Publication year - 2017
Publication title -
neuromodulation: technology at the neural interface
Language(s) - English
Resource type - Journals
SCImago Journal Rank - 1.296
H-Index - 60
eISSN - 1525-1403
pISSN - 1094-7159
DOI - 10.1111/ner.12620
Subject(s) - deep brain stimulation , neuropathic pain , medicine , stimulation , thalamic stimulator , thalamus , anesthesia , neuroscience , physical medicine and rehabilitation , psychology , parkinson's disease , disease
Object Chronic neuropathic pain is estimated to affect 3–4.5% of the worldwide population, posing a serious burden to society. Deep Brain Stimulation (DBS) is already established for movement disorders and also used to treat some “off‐label” conditions. However, DBS for the treatment of chronic, drug refractory, neuropathic pain, has shown variable outcomes with few studies performed in the last decade. Thus, this procedure has consensus approval in parts of Europe but not the USA. This study prospectively evaluated the efficacy at three years of DBS for neuropathic pain. Methods Sixteen consecutive patients received 36 months post‐surgical follow‐up in a single‐center. Six had phantom limb pain after amputation and ten deafferentation pain after brachial plexus injury, all due to traumas. To evaluate the efficacy of DBS, patient‐reported outcome measures were collated before and after surgery, using a visual analog scale (VAS) score, University of Washington Neuropathic Pain Score (UWNPS), Brief Pain Inventory (BPI), and 36‐Item Short‐Form Health Survey (SF‐36).
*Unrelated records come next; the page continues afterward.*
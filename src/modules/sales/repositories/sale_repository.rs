use async_trait::async_trait;
use chrono::{NaiveDate, NaiveDateTime};
use sqlx::MySqlPool;
use uuid::Uuid;

use crate::core::{AppError, Result};
use crate::modules::sales::models::{ProductRef, Sale, SaleLineItem};

/// Data-fetch boundary consumed by the report engine.
///
/// Returns sales created within the inclusive calendar-day range, each with
/// its resolved line items. Line items keep a `None` product when the product
/// has been deleted since the sale. `category_id` of `None` or `Some(0)`
/// means no category filter.
#[async_trait]
pub trait SaleRepository: Send + Sync {
    async fn sales_by_category(
        &self,
        start_date: NaiveDate,
        end_date: NaiveDate,
        category_id: Option<i64>,
    ) -> Result<Vec<Sale>>;
}

/// MySQL implementation over `t_sales` / `t_sales_detail` and the catalog tables
pub struct MySqlSaleRepository {
    pool: MySqlPool,
}

/// Sale header row used by the paginated list endpoint
#[derive(Debug, sqlx::FromRow)]
struct SaleRow {
    id: String,
    total: f64,
    customer_id: String,
    created_at: NaiveDateTime,
}

/// Flat sale/line/product/category join row; product columns are NULL for
/// lines whose product has been soft-deleted
#[derive(Debug, sqlx::FromRow)]
struct SaleLineRow {
    sale_id: String,
    sale_total: f64,
    customer_id: String,
    created_at: NaiveDateTime,
    price: Option<f64>,
    total_item: Option<i64>,
    product_id: Option<String>,
    product_name: Option<String>,
    category_id: Option<i64>,
    category_name: Option<String>,
}

impl MySqlSaleRepository {
    pub fn new(pool: MySqlPool) -> Self {
        Self { pool }
    }

    /// List sale headers with pagination and an optional creation-date window
    pub async fn list(
        &self,
        limit: i64,
        offset: i64,
        start_date: Option<NaiveDate>,
        end_date: Option<NaiveDate>,
    ) -> Result<(Vec<Sale>, i64)> {
        let rows = sqlx::query_as::<_, SaleRow>(
            r#"
            SELECT id, total, customer_id, created_at
            FROM t_sales
            WHERE deleted_at IS NULL
              AND (? IS NULL OR DATE(created_at) >= ?)
              AND (? IS NULL OR DATE(created_at) <= ?)
            ORDER BY created_at DESC
            LIMIT ? OFFSET ?
            "#,
        )
        .bind(start_date)
        .bind(start_date)
        .bind(end_date)
        .bind(end_date)
        .bind(limit)
        .bind(offset)
        .fetch_all(&self.pool)
        .await?;

        let sales = rows
            .into_iter()
            .map(|row| {
                Ok(Sale {
                    id: parse_uuid(&row.id, "sale")?,
                    total: row.total,
                    customer_id: parse_uuid(&row.customer_id, "customer")?,
                    created_at: row.created_at,
                    items: Vec::new(),
                })
            })
            .collect::<Result<Vec<_>>>()?;

        let total = sqlx::query_scalar::<_, i64>(
            r#"
            SELECT COUNT(*)
            FROM t_sales
            WHERE deleted_at IS NULL
              AND (? IS NULL OR DATE(created_at) >= ?)
              AND (? IS NULL OR DATE(created_at) <= ?)
            "#,
        )
        .bind(start_date)
        .bind(start_date)
        .bind(end_date)
        .bind(end_date)
        .fetch_one(&self.pool)
        .await?;

        Ok((sales, total))
    }

    /// Fetch a single sale with its line items
    pub async fn find_by_id(&self, id: Uuid) -> Result<Sale> {
        let rows = sqlx::query_as::<_, SaleLineRow>(
            r#"
            SELECT s.id AS sale_id, s.total AS sale_total, s.customer_id,
                   s.created_at, d.price, d.total_item,
                   p.id AS product_id, p.name AS product_name,
                   p.product_category_id AS category_id, c.name AS category_name
            FROM t_sales s
            LEFT JOIN t_sales_detail d ON d.t_sales_id = s.id
            LEFT JOIN m_product p ON p.id = d.m_product_id AND p.deleted_at IS NULL
            LEFT JOIN m_product_category c ON c.id = p.product_category_id
            WHERE s.id = ? AND s.deleted_at IS NULL
            ORDER BY d.id
            "#,
        )
        .bind(id.to_string())
        .fetch_all(&self.pool)
        .await?;

        group_sales(rows)?
            .into_iter()
            .next()
            .ok_or_else(|| AppError::not_found(format!("sale {}", id)))
    }
}

#[async_trait]
impl SaleRepository for MySqlSaleRepository {
    async fn sales_by_category(
        &self,
        start_date: NaiveDate,
        end_date: NaiveDate,
        category_id: Option<i64>,
    ) -> Result<Vec<Sale>> {
        let category_id = category_id.unwrap_or(0);

        let rows = sqlx::query_as::<_, SaleLineRow>(
            r#"
            SELECT s.id AS sale_id, s.total AS sale_total, s.customer_id,
                   s.created_at, d.price, d.total_item,
                   p.id AS product_id, p.name AS product_name,
                   p.product_category_id AS category_id, c.name AS category_name
            FROM t_sales s
            JOIN t_sales_detail d ON d.t_sales_id = s.id
            LEFT JOIN m_product p ON p.id = d.m_product_id AND p.deleted_at IS NULL
            LEFT JOIN m_product_category c ON c.id = p.product_category_id
            WHERE s.deleted_at IS NULL
              AND DATE(s.created_at) BETWEEN ? AND ?
              AND (? = 0 OR p.product_category_id = ?)
            ORDER BY s.created_at, s.id, d.id
            "#,
        )
        .bind(start_date)
        .bind(end_date)
        .bind(category_id)
        .bind(category_id)
        .fetch_all(&self.pool)
        .await?;

        group_sales(rows)
    }
}

fn parse_uuid(value: &str, entity: &str) -> Result<Uuid> {
    Uuid::parse_str(value)
        .map_err(|_| AppError::internal(format!("Malformed {} id: {}", entity, value)))
}

/// Fold the flat join rows back into sales with nested line items.
/// Rows must arrive ordered by sale id.
fn group_sales(rows: Vec<SaleLineRow>) -> Result<Vec<Sale>> {
    let mut sales: Vec<Sale> = Vec::new();

    for row in rows {
        let sale_id = parse_uuid(&row.sale_id, "sale")?;

        if sales.last().map(|s| s.id) != Some(sale_id) {
            sales.push(Sale {
                id: sale_id,
                total: row.sale_total,
                customer_id: parse_uuid(&row.customer_id, "customer")?,
                created_at: row.created_at,
                items: Vec::new(),
            });
        }

        // A sale without any detail rows still produces one join row with
        // NULL line columns; it carries no line item.
        let (price, total_item) = match (row.price, row.total_item) {
            (Some(price), Some(total_item)) => (price, total_item),
            _ => continue,
        };

        let product = match (row.product_id, row.product_name, row.category_id) {
            (Some(id), Some(name), Some(category_id)) => Some(ProductRef {
                id: parse_uuid(&id, "product")?,
                name,
                category_id,
                category_name: row.category_name.unwrap_or_default(),
            }),
            _ => None,
        };

        let sale = sales
            .last_mut()
            .ok_or_else(|| AppError::internal("Sale grouping lost its current sale"))?;

        sale.items.push(SaleLineItem {
            price,
            total_item,
            product,
        });
    }

    Ok(sales)
}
Results Contralateral, ventroposterolateral sensory thalamic DBS was performed in sixteen patients with chronic neuropathic pain over 29 months. A postoperative trial of externalized DBS failed in one patient with brachial plexus injury. Fifteen patients proceeded to implantation but one patient with phantom limb pain after amputation was lost for follow‐up after 12 months. No surgical complications or stimulation side effects were noted. After 36 months, mean pain relief was sustained, and the median (and interquartile range) of the improvement of VAS score was 52.8% (45.4%) ( p  = 0.00021), UWNPS was 30.7% (49.2%) ( p  = 0.0590), BPI was 55.0% (32.0%) ( p  = 0.00737), and SF‐36 was 16.3% (30.3%) ( p  = 0.4754). Conclusions DBS demonstrated efficacy at three years for chronic neuropathic pain after traumatic amputation and brachial plexus injury, with benefits sustained across all pain outcomes measures and slightly greater improvement in phantom limb pain.